Small steps

The bank of tall trees behind the houses opposite is beginning to change colour, as though dusted lightly with some yellow pigment on the outside edges.  Not very yellow, and not at all red, just a subdued change-over from dark, healthy green to an end of season ochre.  I’ve always liked yellow ochre as a pigment even though, as with most earth colours, it needs to be used pure and fast if it’s not to go muddy under the brush.

The leaves are thinning down and beginning to fall, too, as are those on almost all the deciduous trees around and about.  I find a few dried leaves blown into the entrance, trapped for a while before joining the main force that drifts away along the road to the big houses at the end–the ones that can afford regular gardeners to sweep them up.

Dry leaves are fun, individually or in drifts but they lose much of their charm for me when it’s wet, turning from rustly joy to damp, melancholy foot-flattened ghosts of their former selves.

So, as the weeks go by I begin to see the hills behind the trees.  It’s an annual cycle, and a good one.  That bank of trees is a constant joy to me, home to a colony of grey squirrels that even in the winter come out on sunny days to leap along their highways, branch to branch, tree to tree.  One day the woodsmen will come along, inevitable as toothache and they’ll cut the trees back or, worse, remove them altogether.  That’ll be sad.

Until then I shall continue, winter and summer, to greet them when I open the blinds of a morning and wish them safe sleep at night.  When I venture out in the dark I can hear them whispering quietly hour to hour.  When the storm blows I hear them, whispering no more, roaring their songs to the sky.

Good things, trees.  If you have trees about you all else seems insignificant.

And so, that about wraps it up for September.  One last ‘haiku’ to post and I’ve kept to my intent to write one a day right through the month.  I only missed once, so there are twenty-nine of them rather than thirty.  Twenty-nine small steps on the way to… somewhere.

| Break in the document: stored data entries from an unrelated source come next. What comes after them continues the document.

#[test]
fn test_partial_theme_through_the_facade() {
    let theme = Theme::from_json(r##"{ "primaryColor": "#FF0000" }"##).unwrap();
    let style = Style::new(theme, Box::new(NullHost));

    let normal = StyleOption::new(button_rect(), StateFlags::ENABLED).with_role(ColorRole::Primary);
    assert_eq!(
        first_fill(&style, ControlElement::PushButtonBevel, &normal),
        Color::from_rgb8(0xff, 0, 0)
    );

    let disabled = StyleOption::new(button_rect(), StateFlags::empty()).with_role(ColorRole::Primary);
    assert_eq!(
        first_fill(&style, ControlElement::PushButtonBevel, &disabled),
        Theme::light().colors().primary_disabled
    );
}

#[test]
fn test_default_button_uses_the_accent() {
    let style = Style::new(Theme::light(), Box::new(NullHost));
    let option = StyleOption::new(button_rect(), StateFlags::ENABLED).with_detail(OptionDetail::Button {
        default: true,
        flat: false,
        has_menu: false,
    });
    assert_eq!(
        first_fill(&style, ControlElement::PushButton, &option),
        style.button_background_color(MouseState::Normal, ColorRole::Primary)
    );
}

#[test]
fn test_unthemed_requests_reach_the_base_style() {
    let calls = Rc::new(RefCell::new(Vec::new()));
    let style = Style::new(Theme::light(), Box::new(NullHost)).with_base_style(Box::new(SpyBase {
        calls: calls.clone(),
    }));
    let option = StyleOption::new(Rect::new(0.0, 0.0, 50.0, 20.0), StateFlags::ENABLED);
    let mut painter = RecordingPainter::new();

    style.draw_primitive(PrimitiveElement::IndicatorBranch, &option, &mut painter);
    style.draw_primitive(PrimitiveElement::Frame, &option, &mut painter);
    style.draw_control(ControlElement::RubberBand, &option, &mut painter);
    style.draw_complex_control(ComplexControl::TitleBar, &option, &mut painter);
    assert_eq!(
        style.sub_control_rect(ComplexControl::TitleBar, SubControl::TitleBarLabel, &option),
        Rect::new(1.0, 2.0, 3.0, 4.0)
    );
    assert_eq!(
        style.hit_test_complex_control(ComplexControl::TitleBar, &option, Point::new(5.0, 5.0)),
        Some(SubControl::TitleBarLabel)
    );
    assert_eq!(style.pixel_metric(PixelMetric::TextCursorWidth, None), 3.0);
    assert_eq!(style.style_hint(StyleHint::RubberBandTranslucent, None), -1);
    assert_eq!(style.sub_element_rect(SubElement::ItemViewItemText, &option), Rect::ZERO);
    assert_eq!(
        style.size_from_contents(ContentsType::HeaderSection, &option, Size::new(5.0, 6.0)),
        Size::new(5.0, 6.0)
    );

    assert_eq!(
        *calls.borrow(),
        vec![
            "primitive IndicatorBranch",
            "control RubberBand",
            "complex TitleBar",
            "sub-control TitleBar TitleBarLabel",
            "hit TitleBar",
            "metric TextCursorWidth",
            "hint RubberBandTranslucent",
            "sub-element ItemViewItemText",
            "size HeaderSection",
        ]
    );
    assert!(!style.is_themed(ControlKind::Primitive(PrimitiveElement::IndicatorBranch)));
    assert!(style.is_themed(ControlKind::Primitive(PrimitiveElement::Frame)));
}

#[test]
fn test_foreign_sub_control_is_forwarded() {
    let calls = Rc::new(RefCell::new(Vec::new()));
    let style = Style::new(Theme::light(), Box::new(NullHost)).with_base_style(Box::new(SpyBase {
        calls: calls.clone(),
    }));
    let option = StyleOption::new(Rect::new(0.0, 0.0, 50.0, 20.0), StateFlags::ENABLED);

    style.sub_control_rect(ComplexControl::Slider, SubControl::SpinBoxUp, &option);
    assert_eq!(*calls.borrow(), vec!["sub-control Slider SpinBoxUp"]);
}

I don’t think I’ll be doing more for a while.  They are little things, but when they have to be done, the effort can change from joy to burden.  It’s been fun, though.

~~+~~

in a turn of the path
a twist of dry leaves–
the smell of autumn

~~+~~

As a note of comfort for the haiku purists, these are not, mostly, true haiku in the classical tradition.  It’s more accurate to think of them as undisciplined ‘tercets’, with a touch of zen/haiku flavouring to help the medicine go down.

8 Responses to Small steps

  1. Still only a few trees have changed color around here, but I’m told that further inland things are getting colorful.

  2. I’ll take and enjoy them, no matter what their label …
    Just perfect, I feel Autumn’s cloak of many colors, just around the corner.
    Be well friend.

  3. Not a purist but I’ve enjoyed them as well. As I did the entire post. Almost felt I could see through your window.

    This is the time of year the live oak begins to shed its hard brown leaves, small and almost annoying when they land in the vehicle.

  4. Shirley, in PA

    I love this time of year – so many changes visible. The smell of the air changes bringing hints of colder days. I enjoy your little poems too, don’t care what they are called.

  5. Love all your haikus, John. Don’t care a bit whether they’re classic or not.

  6. Lovely post today. I’ve enjoyed every haiku pure or note. They’ve been inspiring. Thank you.

  7. even if they had no name
    no rhyme
    no reason
    i would love them still

  8. Andrew Duffin

    I don’t mind whether they’re classical haiku or not, they have all been delightful.

    Please put up more, when the mood takes you!